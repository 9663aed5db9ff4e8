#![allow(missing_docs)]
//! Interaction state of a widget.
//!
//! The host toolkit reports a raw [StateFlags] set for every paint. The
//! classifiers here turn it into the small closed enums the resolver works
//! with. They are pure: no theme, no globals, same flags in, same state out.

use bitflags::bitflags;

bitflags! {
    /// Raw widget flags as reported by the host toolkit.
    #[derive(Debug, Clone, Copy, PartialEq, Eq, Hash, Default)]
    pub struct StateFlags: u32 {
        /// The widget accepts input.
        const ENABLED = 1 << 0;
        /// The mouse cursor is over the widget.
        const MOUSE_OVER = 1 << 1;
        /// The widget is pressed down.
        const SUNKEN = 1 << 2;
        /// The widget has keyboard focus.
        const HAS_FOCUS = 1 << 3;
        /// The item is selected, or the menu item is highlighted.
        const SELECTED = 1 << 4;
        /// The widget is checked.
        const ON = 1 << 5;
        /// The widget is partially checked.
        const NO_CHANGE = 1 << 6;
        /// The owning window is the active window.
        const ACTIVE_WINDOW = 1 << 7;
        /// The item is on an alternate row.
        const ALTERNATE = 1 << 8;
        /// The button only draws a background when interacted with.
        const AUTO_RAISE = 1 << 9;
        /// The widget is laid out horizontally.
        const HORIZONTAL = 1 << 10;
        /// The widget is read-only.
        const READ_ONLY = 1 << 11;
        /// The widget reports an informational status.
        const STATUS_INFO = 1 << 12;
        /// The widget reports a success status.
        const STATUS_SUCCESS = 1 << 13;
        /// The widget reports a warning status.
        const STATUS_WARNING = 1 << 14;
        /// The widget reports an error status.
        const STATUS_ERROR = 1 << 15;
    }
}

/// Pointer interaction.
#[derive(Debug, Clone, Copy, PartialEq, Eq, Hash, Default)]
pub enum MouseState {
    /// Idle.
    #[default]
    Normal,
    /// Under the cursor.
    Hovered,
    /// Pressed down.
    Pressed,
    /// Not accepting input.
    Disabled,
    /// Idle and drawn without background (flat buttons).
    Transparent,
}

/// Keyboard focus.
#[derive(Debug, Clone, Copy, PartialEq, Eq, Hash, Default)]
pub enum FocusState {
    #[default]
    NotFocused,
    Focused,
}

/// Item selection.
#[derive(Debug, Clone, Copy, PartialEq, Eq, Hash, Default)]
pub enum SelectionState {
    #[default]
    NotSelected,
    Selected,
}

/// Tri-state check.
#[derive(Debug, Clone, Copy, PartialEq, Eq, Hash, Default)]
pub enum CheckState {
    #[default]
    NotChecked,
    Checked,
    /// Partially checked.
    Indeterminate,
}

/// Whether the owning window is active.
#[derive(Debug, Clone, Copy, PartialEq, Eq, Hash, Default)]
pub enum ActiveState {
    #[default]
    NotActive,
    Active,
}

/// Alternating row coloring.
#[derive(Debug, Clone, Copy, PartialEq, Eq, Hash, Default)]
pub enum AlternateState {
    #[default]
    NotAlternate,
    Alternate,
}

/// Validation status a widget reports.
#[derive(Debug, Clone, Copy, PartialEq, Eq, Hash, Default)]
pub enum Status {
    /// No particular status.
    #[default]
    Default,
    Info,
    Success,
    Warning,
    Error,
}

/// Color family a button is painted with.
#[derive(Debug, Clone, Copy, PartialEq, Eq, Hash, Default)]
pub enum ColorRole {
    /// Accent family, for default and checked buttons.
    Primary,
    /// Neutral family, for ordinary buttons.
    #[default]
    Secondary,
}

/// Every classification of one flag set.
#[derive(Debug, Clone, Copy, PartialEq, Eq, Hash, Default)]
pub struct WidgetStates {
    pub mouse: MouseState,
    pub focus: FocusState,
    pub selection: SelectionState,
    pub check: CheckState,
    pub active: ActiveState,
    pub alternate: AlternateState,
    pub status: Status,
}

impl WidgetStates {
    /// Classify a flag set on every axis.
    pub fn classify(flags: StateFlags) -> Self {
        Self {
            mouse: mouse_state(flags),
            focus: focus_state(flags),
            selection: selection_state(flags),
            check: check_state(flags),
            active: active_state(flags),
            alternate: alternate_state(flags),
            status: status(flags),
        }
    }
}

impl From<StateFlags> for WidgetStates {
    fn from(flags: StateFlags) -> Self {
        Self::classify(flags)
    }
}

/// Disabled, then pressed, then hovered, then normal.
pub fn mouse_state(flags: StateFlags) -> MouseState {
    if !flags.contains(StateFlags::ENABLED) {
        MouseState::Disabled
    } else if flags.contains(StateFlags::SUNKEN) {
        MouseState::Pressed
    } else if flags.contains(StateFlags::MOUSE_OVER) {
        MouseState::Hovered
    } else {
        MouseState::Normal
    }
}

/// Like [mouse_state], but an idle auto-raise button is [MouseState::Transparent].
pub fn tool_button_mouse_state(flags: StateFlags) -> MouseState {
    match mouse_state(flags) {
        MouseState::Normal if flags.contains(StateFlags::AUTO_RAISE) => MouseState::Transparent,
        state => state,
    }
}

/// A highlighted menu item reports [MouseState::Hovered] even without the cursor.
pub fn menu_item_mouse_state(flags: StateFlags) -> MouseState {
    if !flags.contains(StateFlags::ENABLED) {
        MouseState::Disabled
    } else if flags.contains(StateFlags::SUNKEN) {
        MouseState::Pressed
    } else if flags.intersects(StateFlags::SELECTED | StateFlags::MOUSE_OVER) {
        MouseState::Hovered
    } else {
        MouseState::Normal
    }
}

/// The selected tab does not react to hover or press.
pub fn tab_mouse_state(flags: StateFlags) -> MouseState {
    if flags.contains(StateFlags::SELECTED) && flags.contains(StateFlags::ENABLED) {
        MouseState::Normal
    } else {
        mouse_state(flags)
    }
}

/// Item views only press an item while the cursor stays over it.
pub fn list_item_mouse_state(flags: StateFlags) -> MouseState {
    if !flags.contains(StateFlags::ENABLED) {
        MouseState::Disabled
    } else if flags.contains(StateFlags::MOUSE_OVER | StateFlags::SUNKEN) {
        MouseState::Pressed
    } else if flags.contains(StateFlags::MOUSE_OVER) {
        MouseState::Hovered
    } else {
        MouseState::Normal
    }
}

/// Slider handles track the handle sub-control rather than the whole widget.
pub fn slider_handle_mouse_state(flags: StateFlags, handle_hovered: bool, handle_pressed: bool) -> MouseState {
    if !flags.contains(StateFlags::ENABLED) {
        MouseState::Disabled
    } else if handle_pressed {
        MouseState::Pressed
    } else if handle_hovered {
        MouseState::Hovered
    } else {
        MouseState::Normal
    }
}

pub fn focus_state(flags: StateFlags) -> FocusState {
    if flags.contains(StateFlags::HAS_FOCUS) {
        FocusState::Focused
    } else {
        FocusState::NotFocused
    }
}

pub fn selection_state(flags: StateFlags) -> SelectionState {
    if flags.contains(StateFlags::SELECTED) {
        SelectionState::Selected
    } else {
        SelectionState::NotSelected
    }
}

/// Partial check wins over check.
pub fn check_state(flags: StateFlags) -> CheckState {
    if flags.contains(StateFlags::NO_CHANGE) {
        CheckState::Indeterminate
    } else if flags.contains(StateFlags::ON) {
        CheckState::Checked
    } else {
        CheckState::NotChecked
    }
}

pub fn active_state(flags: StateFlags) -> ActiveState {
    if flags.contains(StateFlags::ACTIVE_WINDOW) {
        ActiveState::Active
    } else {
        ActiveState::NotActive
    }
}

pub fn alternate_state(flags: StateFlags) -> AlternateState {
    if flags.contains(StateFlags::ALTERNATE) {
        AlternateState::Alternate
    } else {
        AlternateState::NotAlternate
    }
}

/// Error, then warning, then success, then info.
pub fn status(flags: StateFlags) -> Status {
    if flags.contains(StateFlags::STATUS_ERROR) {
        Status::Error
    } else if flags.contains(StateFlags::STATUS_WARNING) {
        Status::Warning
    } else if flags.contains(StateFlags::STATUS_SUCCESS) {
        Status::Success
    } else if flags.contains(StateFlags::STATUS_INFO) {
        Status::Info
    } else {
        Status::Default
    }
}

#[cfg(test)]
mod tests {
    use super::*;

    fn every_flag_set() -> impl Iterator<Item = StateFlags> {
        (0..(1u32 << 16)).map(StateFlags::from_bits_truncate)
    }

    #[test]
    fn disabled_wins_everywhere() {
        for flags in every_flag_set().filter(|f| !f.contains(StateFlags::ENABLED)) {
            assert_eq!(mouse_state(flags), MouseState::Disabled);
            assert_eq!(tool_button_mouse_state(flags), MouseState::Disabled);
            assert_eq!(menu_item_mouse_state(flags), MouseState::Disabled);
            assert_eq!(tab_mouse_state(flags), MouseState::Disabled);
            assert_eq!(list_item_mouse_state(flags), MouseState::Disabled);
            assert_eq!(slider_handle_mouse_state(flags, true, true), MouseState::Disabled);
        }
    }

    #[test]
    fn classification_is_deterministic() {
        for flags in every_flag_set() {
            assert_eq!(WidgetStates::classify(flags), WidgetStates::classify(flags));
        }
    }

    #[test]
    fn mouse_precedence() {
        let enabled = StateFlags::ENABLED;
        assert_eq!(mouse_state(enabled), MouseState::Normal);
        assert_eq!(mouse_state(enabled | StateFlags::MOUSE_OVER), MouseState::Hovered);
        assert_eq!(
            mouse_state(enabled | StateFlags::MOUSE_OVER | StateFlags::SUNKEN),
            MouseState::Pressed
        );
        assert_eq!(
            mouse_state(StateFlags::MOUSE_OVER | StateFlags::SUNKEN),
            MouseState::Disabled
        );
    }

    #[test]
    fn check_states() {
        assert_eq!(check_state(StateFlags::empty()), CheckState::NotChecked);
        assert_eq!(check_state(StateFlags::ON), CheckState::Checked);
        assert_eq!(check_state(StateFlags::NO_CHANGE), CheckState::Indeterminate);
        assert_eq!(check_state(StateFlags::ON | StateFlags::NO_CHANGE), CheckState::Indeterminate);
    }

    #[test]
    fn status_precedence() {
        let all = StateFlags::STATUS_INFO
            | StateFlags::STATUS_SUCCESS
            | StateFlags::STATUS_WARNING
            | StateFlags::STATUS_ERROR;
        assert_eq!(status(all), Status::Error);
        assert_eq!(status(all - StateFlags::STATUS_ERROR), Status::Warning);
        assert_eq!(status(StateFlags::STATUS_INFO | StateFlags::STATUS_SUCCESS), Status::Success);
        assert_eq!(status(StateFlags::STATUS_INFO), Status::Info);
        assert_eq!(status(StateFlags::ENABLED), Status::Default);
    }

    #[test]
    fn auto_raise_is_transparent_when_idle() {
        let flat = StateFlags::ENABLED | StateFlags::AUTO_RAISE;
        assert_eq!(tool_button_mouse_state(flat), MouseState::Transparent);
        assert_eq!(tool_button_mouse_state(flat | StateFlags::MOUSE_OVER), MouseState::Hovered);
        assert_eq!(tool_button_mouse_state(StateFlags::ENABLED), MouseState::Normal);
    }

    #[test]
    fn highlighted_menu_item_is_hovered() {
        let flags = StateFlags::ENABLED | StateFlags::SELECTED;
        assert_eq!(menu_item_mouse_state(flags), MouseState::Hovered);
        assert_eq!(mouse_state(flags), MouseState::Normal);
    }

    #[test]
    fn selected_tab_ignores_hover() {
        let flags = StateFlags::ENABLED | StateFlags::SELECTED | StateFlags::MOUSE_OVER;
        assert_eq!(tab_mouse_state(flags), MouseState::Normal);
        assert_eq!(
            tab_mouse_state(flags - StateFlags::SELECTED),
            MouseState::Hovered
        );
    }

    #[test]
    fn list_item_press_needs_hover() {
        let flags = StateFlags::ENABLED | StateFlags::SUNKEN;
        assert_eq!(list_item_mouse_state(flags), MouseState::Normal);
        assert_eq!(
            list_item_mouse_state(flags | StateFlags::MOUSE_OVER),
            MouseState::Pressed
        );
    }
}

========

> Task requirements
Starting with the first line of the entries, transcribe every line up to and including the one with "const STATUS_SUCCESS = 1 << 13;".

> Answer box
repository 9663aed5db9ff4e8
#![allow(missing_docs)]
//! Interaction state of a widget.
//!
//! The host toolkit reports a raw [StateFlags] set for every paint. The
//! classifiers here turn it into the small closed enums the resolver works
//! with. They are pure: no theme, no globals, same flags in, same state out.

use bitflags::bitflags;

bitflags! {
    /// Raw widget flags as reported by the host toolkit.
    #[derive(Debug, Clone, Copy, PartialEq, Eq, Hash, Default)]
    pub struct StateFlags: u32 {
        /// The widget accepts input.
        const ENABLED = 1 << 0;
        /// The mouse cursor is over the widget.
        const MOUSE_OVER = 1 << 1;
        /// The widget is pressed down.
        const SUNKEN = 1 << 2;
        /// The widget has keyboard focus.
        const HAS_FOCUS = 1 << 3;
        /// The item is selected, or the menu item is highlighted.
        const SELECTED = 1 << 4;
        /// The widget is checked.
        const ON = 1 << 5;
        /// The widget is partially checked.
        const NO_CHANGE = 1 << 6;
        /// The owning window is the active window.
        const ACTIVE_WINDOW = 1 << 7;
        /// The item is on an alternate row.
        const ALTERNATE = 1 << 8;
        /// The button only draws a background when interacted with.
        const AUTO_RAISE = 1 << 9;
        /// The widget is laid out horizontally.
        const HORIZONTAL = 1 << 10;
        /// The widget is read-only.
        const READ_ONLY = 1 << 11;
        /// The widget reports an informational status.
        const STATUS_INFO = 1 << 12;
        /// The widget reports a success status.
        const STATUS_SUCCESS = 1 << 13;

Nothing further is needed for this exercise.